Drawn-out processes delay city’s community projects
Red tape has cost a proposed community garden a whole season of potential harvest in Palmerston North.
The Papaioea Pasifika Community Trust wants a licence to use a 27-square metre strip of land at Bill Brown Park in Havelock Ave to grow vegetables.
It made a comprehensive submission to the city council in November, and it has taken until April to get to a hearing of submissions from the public, a process required under the Reserves Act, and it will be May before the council deliberates on those submissions and makes a decision.
Umbrella group Environment Network Manawatū communications and events leader Helen King spoke in support of granting the licence for a project that was aligned with the goals of Manawatū Food Action Network for building food security and strengthening communities.
She asked if there was anything councillors at the strategy and finance committee meeting yesterday could do to make the process easier.
King said there were not many strong opinions against the proposal – only three of 48 submissions were in opposition – and while she was hesitant to use the word “fast-track”, she thought the process did not need to be so hard.
Community Trust chairman Sonny Liuvaie said gaining access to the land had been a huge barrier and a challenge for the group. It had taken almost a year to design the project and make the application for consent to create the garden. It had been a tedious process that had been really frustrating, he said.
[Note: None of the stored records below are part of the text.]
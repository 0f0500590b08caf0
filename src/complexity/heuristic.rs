//! Brace-depth block extraction for JavaScript and TypeScript.
//!
//! A function-like block starts at a line that looks like a function
//! declaration, a function-valued binding, or a method, and ends where brace
//! depth returns to zero. String literals, template literals and comments
//! are blanked out before braces and branch keywords are counted, so
//! `"{"` or `// if` do not skew the result.
//!
//! Known limits: regex literals containing braces or quotes and multi-line
//! method signatures are not understood. A block that never closes is
//! dropped.

use super::{BlockStrategy, ComplexityMetric, Extraction};
use crate::errors::Result;
use once_cell::sync::Lazy;
use regex::Regex;

static FUNCTION_DECLARATION: Lazy<Regex> = Lazy::new(|| {
    Regex::new(r"^(?:export\s+)?(?:default\s+)?(?:async\s+)?function\s*\*?\s*([A-Za-z_$][\w$]*)?\s*\(")
        .expect("valid regex")
});

static FUNCTION_BINDING: Lazy<Regex> = Lazy::new(|| {
    Regex::new(
        r"^(?:export\s+)?(?:const|let|var)\s+([A-Za-z_$][\w$]*)\s*(?::[^=]+)?=\s*(?:async\s+)?(?:function\b|\([^)]*\)\s*(?::\s*[^=]+)?=>|[A-Za-z_$][\w$]*\s*=>)",
    )
    .expect("valid regex")
});

static METHOD: Lazy<Regex> = Lazy::new(|| {
    Regex::new(
        r"^(?:(?:public|private|protected|static|async|readonly|override|get|set)\s+)*\*?([A-Za-z_$][\w$]*)\s*\([^)]*\)\s*(?::\s*[^{]+)?\{",
    )
    .expect("valid regex")
});

static BRANCH_KEYWORD: Lazy<Regex> =
    Lazy::new(|| Regex::new(r"\b(?:if|for|while|catch)\b").expect("valid regex"));

const NON_METHOD_KEYWORDS: &[&str] = &[
    "if", "for", "while", "switch", "catch", "with", "function", "return", "else", "do",
];

pub struct BraceDepthStrategy;

impl BlockStrategy for BraceDepthStrategy {
    fn extract(&self, source: &str) -> Result<Extraction> {
        Ok(Extraction::Blocks(scan_blocks(source)))
    }
}

/// Lexical state that survives a line break.
#[derive(Clone, Copy, Debug, Default, PartialEq, Eq)]
enum Carry {
    #[default]
    Code,
    BlockComment,
    Template,
}

/// Blanks string contents and comments out of source lines, one line at a
/// time, carrying block comments and template literals across lines.
#[derive(Debug, Default)]
struct Sanitizer {
    carry: Carry,
}

impl Sanitizer {
    fn clean(&mut self, line: &str) -> String {
        let mut out = String::with_capacity(line.len());
        let mut chars = line.chars().peekable();
        let mut quote: Option<char> = None;

        while let Some(c) = chars.next() {
            match self.carry {
                Carry::BlockComment => {
                    if c == '*' && chars.peek() == Some(&'/') {
                        chars.next();
                        self.carry = Carry::Code;
                    }
                    continue;
                }
                Carry::Template => {
                    match c {
                        '\\' => {
                            chars.next();
                        }
                        '`' => {
                            self.carry = Carry::Code;
                            out.push('`');
                        }
                        _ => {}
                    }
                    continue;
                }
                Carry::Code => {}
            }

            if let Some(q) = quote {
                match c {
                    '\\' => {
                        chars.next();
                    }
                    _ if c == q => {
                        quote = None;
                        out.push(q);
                    }
                    _ => {}
                }
                continue;
            }

            match c {
                '/' if chars.peek() == Some(&'/') => break,
                '/' if chars.peek() == Some(&'*') => {
                    chars.next();
                    self.carry = Carry::BlockComment;
                }
                '\'' | '"' => {
                    quote = Some(c);
                    out.push(c);
                }
                '`' => {
                    self.carry = Carry::Template;
                    out.push(c);
                }
                _ => out.push(c),
            }
        }

        out
    }
}

fn signature_name(line: &str) -> Option<String> {
    if let Some(caps) = FUNCTION_DECLARATION.captures(line) {
        return Some(
            caps.get(1)
                .map_or_else(|| "<anonymous>".to_string(), |m| m.as_str().to_string()),
        );
    }
    if let Some(caps) = FUNCTION_BINDING.captures(line) {
        return Some(caps[1].to_string());
    }
    METHOD
        .captures(line)
        .map(|caps| caps[1].to_string())
        .filter(|name| !NON_METHOD_KEYWORDS.contains(&name.as_str()))
}

fn branch_points(line: &str) -> u32 {
    let keywords = BRANCH_KEYWORD.find_iter(line).count();
    let short_circuits = line.matches("&&").count() + line.matches("||").count();
    (keywords + short_circuits) as u32
}

fn brace_delta(line: &str) -> i64 {
    line.chars().fold(0, |depth, c| match c {
        '{' => depth + 1,
        '}' => depth - 1,
        _ => depth,
    })
}

#[derive(Debug)]
struct OpenBlock {
    name: String,
    start_line: usize,
    depth: i64,
    seen_open: bool,
    branches: u32,
}

fn scan_blocks(source: &str) -> Vec<ComplexityMetric> {
    let mut sanitizer = Sanitizer::default();
    let mut blocks = Vec::new();
    let mut current: Option<OpenBlock> = None;

    for (index, raw) in source.lines().enumerate() {
        let line_no = index + 1;
        let cleaned = sanitizer.clean(raw);
        let line = cleaned.trim();

        if current.is_none() {
            let Some(name) = signature_name(line) else {
                continue;
            };
            // Expression-bodied arrow on one line: nothing to track
            if !line.contains('{') && line.ends_with(';') {
                blocks.push(ComplexityMetric::new(name, line_no, line_no, branch_points(line)));
                continue;
            }
            current = Some(OpenBlock {
                name,
                start_line: line_no,
                depth: 0,
                seen_open: false,
                branches: 0,
            });
        }

        let Some(block) = current.as_mut() else {
            continue;
        };
        block.depth += brace_delta(line);
        block.seen_open |= line.contains('{');
        block.branches += branch_points(line);

        if block.seen_open && block.depth <= 0 {
            blocks.push(ComplexityMetric::new(
                block.name.clone(),
                block.start_line,
                line_no,
                block.branches,
            ));
            current = None;
        } else if !block.seen_open && block.depth < 0 {
            tracing::debug!(name = %block.name, line = line_no, "Abandoning block closed before it opened");
            current = None;
        }
    }

    if let Some(block) = current {
        tracing::debug!(
            name = %block.name,
            start_line = block.start_line,
            "Dropping unterminated block"
        );
    }

    blocks
}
The community garden project was not the only one caught up in a drawnout process that inched another step forward at the meeting.
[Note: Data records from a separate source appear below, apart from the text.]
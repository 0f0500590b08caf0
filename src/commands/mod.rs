//! Subcommand handlers behind the `phasegate` binary.
//!
//! Each handler prints its result and returns whether the gate passed; the
//! binary turns `false` into exit status 1.

pub mod init;
pub mod validate;
pub mod workflow;

use crate::cli::{Cli, Commands};
use crate::config::{discover_config, load_config_from_path, LoadedConfig};
use crate::core::{Severity, Violation};
use crate::io::RealFileSystem;
use crate::orchestrator::ComplianceOrchestrator;
use anyhow::{Context, Result};
use colored::Colorize;
use serde::Serialize;
use std::path::Path;
use std::sync::Arc;

/// Load configuration for this invocation, honouring `--config` and
/// `--project`.
pub fn load_configuration(cli: &Cli, cwd: &Path) -> Result<LoadedConfig> {
    let mut loaded = match &cli.config {
        Some(path) => load_config_from_path(&cwd.join(path))
            .with_context(|| format!("Failed to load configuration from {}", path.display()))?,
        None => discover_config(cwd).context("Failed to load configuration")?,
    };
    if let Some(project) = &cli.project {
        loaded.config.project_root = cwd.join(project);
    }
    Ok(loaded)
}

pub fn run(cli: &Cli) -> Result<bool> {
    if let Commands::Init { force } = &cli.command {
        let dir = match &cli.project {
            Some(project) => project.clone(),
            None => std::env::current_dir().context("Failed to get current directory")?,
        };
        init::init_config(&dir, *force)?;
        return Ok(true);
    }

    let cwd = std::env::current_dir().context("Failed to get current directory")?;
    let loaded = load_configuration(cli, &cwd)?;
    if let Some(source) = &loaded.source {
        tracing::info!(config = %source.display(), "Using configuration file");
    }

    let orchestrator =
        ComplianceOrchestrator::from_config(loaded.config, Arc::new(RealFileSystem::new()))
            .context("Failed to initialise compliance checks")?;
    let format = cli.format;

    match &cli.command {
        Commands::ValidateFile { path, operation } => {
            validate::validate_file(&orchestrator, path, *operation, format)
        }
        Commands::ValidateCommit { changed } => {
            validate::validate_commit(&orchestrator, changed, format)
        }
        Commands::ValidateDeps { files } => validate::validate_deps(&orchestrator, files, format),
        Commands::Status => workflow::status(&orchestrator, format),
        Commands::CheckReadiness { phase } => {
            workflow::check_readiness(&orchestrator, phase, format)
        }
        Commands::ValidatePhase { ordinal } => {
            workflow::validate_phase(&orchestrator, *ordinal, format)
        }
        Commands::Report { file_issue } => workflow::report(&orchestrator, *file_issue, format),
        Commands::Init { .. } => Ok(true),
    }
}

pub(crate) fn print_json<T: Serialize>(value: &T) -> Result<()> {
    let json = serde_json::to_string_pretty(value).context("Failed to serialise result")?;
    println!("{json}");
    Ok(())
}

pub(crate) fn print_outcome(passed: bool, subject: &str) {
    if passed {
        println!("{} {subject}", "PASS".green().bold());
    } else {
        println!("{} {subject}", "BLOCKED".red().bold());
    }
}

fn severity_label(severity: Severity) -> colored::ColoredString {
    let label = format!("{:>8}", severity.to_string());
    match severity {
        Severity::Critical => label.red().bold(),
        Severity::High => label.red(),
        Severity::Medium => label.yellow(),
        Severity::Low => label.dimmed(),
    }
}

pub(crate) fn print_violations(violations: &[Violation]) {
    for v in violations {
        let location = v.line.map(|line| format!(":{line}")).unwrap_or_default();
        println!(
            "  {} {}{} {}",
            severity_label(v.severity),
            v.subject.bold(),
            location,
            v.description
        );
        for step in &v.remediation {
            println!("           {} {step}", "->".dimmed());
        }
    }
}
The committee also heard submissions on the proposal to grant a lease at Opie Reserve to Te Kōhanga Reo O Ngāti Hineaute Ki Rangitāne of Manawatū to develop a long-held aspiration for a larger kōhanga and an urban marae.
It had earlier been through another process to change the status of the underused reserve from recreation to local purpose community use. That decision was made in June.
Another round of consultation was needed to clear the way for the council to grant the lease, which drew 108 submissions, with all but 17 in support.
The committee will consider those submissions and make a recommendation on granting the lease in May, after which council property manager Bryce Hosking said it could take a few weeks to sign the deal, if that was what the council decided.
Cr Billy Meehan said he was frustrated by the amount of red tape that seemed to go on and on. “It seems like it has taken years to get here. If anything could be done, it could have been up and running by now.”